Possibility Days*

“We went from zero to everything, all in a day…” – Counting Crows, “Possibility Days”

My brother, N, posted a darling photo on Facebook this week. It was of him when he was around age 4. As has become my habit when seeing photos of my biological family, I immediately starting searching for family resemblance. I personally feel that we look a lot alike as adults, but this was one of the first pictures I’d seen of him as a little boy. I was stunned. It wasn’t quite like looking like in a mirror, but close to it. Same scrunched up eyes, same skin tone, same hair color, same smile. I commented by posting a photo of myself around the same time.

Pretty quickly, his friends started commenting on how much his son, H, looks like him. And it’s absolutely true – he’s a mini me of N. No one, however, commented on my photo comment. And why would they? I doubt any of them knew who I was. But I started to feel a little melancholy. I began to think about the 41 years we had lost. Pictures we had never taken, play dates we had never had, Christmases and birthdays we never celebrated together. I grew up with my brother G, but only two years ago discovered that I had not only another brother but a sister, too. We are all in reunion now and it’s wonderful..but from time to time, the “real” sets in and it makes me long for memories that we never made. I’ve heard it said “how can you miss what you never had?” but I am here to tell you – it is absolutely possible. Seeing photographs is like seeing ghosts from my past…only the spirits have now come back to life. I want to crawl inside the photos and insert myself, too. Then I think about if I had grown up with N and A, I obviously would never have known G. And it’s not about a “better” or “worse” life…it just would have been different. It’s impossible not to think about the what might have beens. I try not to dwell there, but I think it’s important to explore the feelings all the same.

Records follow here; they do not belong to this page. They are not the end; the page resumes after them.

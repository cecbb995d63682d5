//! Cross-role invariant checks over persisted state

use tracing::{debug, warn};

use repo_metadata::{Snapshot, Timestamp, SNAPSHOT, TIMESTAMP};

use super::error::{RepositoryError, RepositoryResult};
use super::report::ConsistencyReport;
use super::MetadataRepository;
use crate::store::StoreError;

impl MetadataRepository {
    /// Verify that timestamp points at the latest snapshot, that every
    /// snapshot entry is stored at the recorded version, and that neither
    /// snapshot nor timestamp has expired
    pub fn check_consistency(&self) -> RepositoryResult<ConsistencyReport> {
        let snapshot = self.load::<Snapshot>(SNAPSHOT)?;
        let timestamp = self.load::<Timestamp>(TIMESTAMP)?;
        let mut report = ConsistencyReport {
            snapshot_version: Some(snapshot.version()),
            timestamp_version: Some(timestamp.version()),
            violations: Vec::new(),
        };

        match timestamp.signed.snapshot_meta().map(|m| m.version) {
            Some(version) if version == snapshot.version() => {}
            Some(version) => report.violations.push(format!(
                "timestamp points at snapshot v{}, latest snapshot is v{}",
                version,
                snapshot.version()
            )),
            None => report
                .violations
                .push("timestamp has no snapshot entry".to_string()),
        }

        for (role, version) in snapshot.signed.entries() {
            match self.store.load_version(role, version) {
                Ok(_) => debug!(role, version, "snapshot entry present"),
                Err(StoreError::NotFound { .. } | StoreError::VersionNotFound { .. }) => {
                    report.violations.push(format!(
                        "snapshot records {role} v{version}, which is not stored"
                    ));
                }
                Err(e) => return Err(RepositoryError::Store(e)),
            }
        }

        let now = self.now();
        if snapshot.expires() <= now {
            report
                .violations
                .push(format!("snapshot expired at {}", snapshot.expires().to_rfc3339()));
        }
        if timestamp.expires() <= now {
            report
                .violations
                .push(format!("timestamp expired at {}", timestamp.expires().to_rfc3339()));
        }

        for violation in &report.violations {
            warn!(violation = %violation, "consistency check");
        }
        Ok(report)
    }
}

To be sure, we have made a precious few memories since and will continue to do so going forward. Strangely, in many ways the paternal side of my reunion went much more “smoothly” than the maternal. (more on that later!) But adoptees are incredibly emotional beings. And one emotion I keep coming back to is “unsatisfied”.

We live 4 hours from one another, N and A (my sister) and I, and we all have families and jobs. So it makes it hard to get together as often as I would like (which is, frankly, every week). I have to work on seeing them (as well as my maternal side) more often, but life creeps in and makes it hard. Before we know it, months have slipped by. All of these “possibility days” (thanks Adam Duritz) and I feel sometimes as if I will run out of time before I am satisfied. How does one make up for 41 years of lost time? It’s impossible.

“And the worst part of a good day
Is knowing it’s slipping away
That’s one more possibility day
That is gone..

Me and you, we know too many reasons
For people and seasons that pass
Like they weren’t even here

And the worst part of a good day
Is the one thing you don’t say
And you don’t know how but you
Wish there was some way…” – Counting Crows, “Possibility Days”

 

*Counting Crows is my favorite band. So you should expect to be reading many more quotes from them on my blog. #sorrynotsorry

2 thoughts on “Possibility Days*

  1. Jenny Meisinger's avatar

    Isn’t it frustrating to be logistically close enough to see someone and yet life seems to get in the way?!? I feel that way about the Lam-Bright family, Eckerman, and Mitchell (when he lived close). It can drive you mad! Love you, dear!